Virtual microscopy as a tool for proficiency testing in cytopathology: a model using multiple digital images of Papanicolaou tests.

BACKGROUND Modern digital cameras can acquire images from cytologic slides at sufficient resolution to allow for digital enlargement and scrolling on a video monitor, allowing for the simulation of microscopy using a computer. OBJECTIVE The purpose of this study was to develop a tool for proficiency testing in cytopathology using multiple digital images of Papanicolaou tests. METHODS Nine images were photographed from each of 10 Papanicolaou tests at x100 optical magnification, 3400 x 2300-pixel resolution, using a light microscope and a digital camera. All images from each case were tiled in a single canvas with Photoshop 4.0 software. Two cytopathologists and 3 cytotechnologists interpreted these "virtual slides" using a computer and graded diagnostic codes (PAP program, College of American Pathologists). Subjects were retested a year later using the glass slides from the same cases and routine microscopy.
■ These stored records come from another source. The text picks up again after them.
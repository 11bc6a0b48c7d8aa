//! Cross-platform application paths using the `dirs` crate.
//!
//! Layout (config dir, settings + customer data):
//!   Windows: %APPDATA%\voice-assistant\
//!   macOS:   ~/Library/Application Support/voice-assistant/
//!   Linux:   ~/.config/voice-assistant/

use std::path::PathBuf;

/// Holds all resolved application directory/file paths.
#[derive(Debug, Clone)]
pub struct AppPaths {
    /// Directory for `settings.toml` and `customers.json`.
    pub config_dir: PathBuf,
    /// Full path to `settings.toml`.
    pub settings_file: PathBuf,
    /// Full path to `customers.json`.
    pub customers_file: PathBuf,
}

impl AppPaths {
    const APP_NAME: &'static str = "voice-assistant";

    /// Resolves all paths using the `dirs` crate.
    ///
    /// Falls back to the current directory if the platform cannot provide a
    /// standard path (should be extremely rare in practice).
    pub fn new() -> Self {
        let config_dir = dirs::config_dir()
            .unwrap_or_else(|| PathBuf::from("."))
            .join(Self::APP_NAME);

        let settings_file = config_dir.join("settings.toml");
        let customers_file = config_dir.join("customers.json");

        Self {
            config_dir,
            settings_file,
            customers_file,
        }
    }
}

impl Default for AppPaths {
    fn default() -> Self {
        Self::new()
    }
}
//! Voice Assistant — desktop voice-chat client.
//!
//! Captures microphone audio, ships it to a remote transcription/answer
//! backend, and maintains a running conversation transcript with optimistic
//! placeholder messages.
//!
//! # Architecture
//!
//! ```text
//! UiCommand (mpsc)
//!        │
//!        ▼
//! ChatOrchestrator::run()  ← async tokio task
//!        │
//!        ├─ StartRecording  → RecorderController::start (acquire mic)
//!        ├─ StopRecording   → RecorderController::stop  → FinalizedAudio
//!        │                     └─▶ tokio::spawn(run_pipeline)
//!        │                           ├─ append "transcribing" placeholder
//!        │                           ├─ TranscribeService  → User message
//!        │                           ├─ append "thinking" placeholder
//!        │                           └─ AnswerService      → Assistant message
//!        ├─ CancelRecording → discard chunks, no pipeline
//!        └─ SelectUser      → reset conversation, new ambient identity
//!
//! SharedConversation (Arc<Mutex<Conversation>>) ← read by egui each frame
//! ```

pub mod app;
pub mod audio;
pub mod backend;
pub mod config;
pub mod conversation;
pub mod directory;
pub mod i18n;
pub mod recorder;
Both test results, by diagnostic code, were compared with the McNemar test of symmetry. RESULTS The 5 test subjects provided 42 and 50 correct diagnostic codes by "virtual microscopy" and light microscopy, respectively. No significant asymmetry in results obtained by virtual microscopy and light microscopy was encountered with the McNemar test of symmetry. All test answers were correctly classified by selection series, using both virtual microscopy and light microscopy, and the responses would have been graded as 100% by current PAP program scoring guidelines. This suggests that virtual microscopy could be used for proficiency testing purposes. CONCLUSIONS A simple virtual microscopy method designed to challenge participants to locate and diagnose cells of interest was effective for the administration of standardized proficiency tests. Virtual microscopy methods that rely on single-plane images to locate and diagnose cells of interest could provide effective proficiency testing tools prior to the development of more computationally intensive systems that represent an entire Papanicolaou test at multiple focal planes.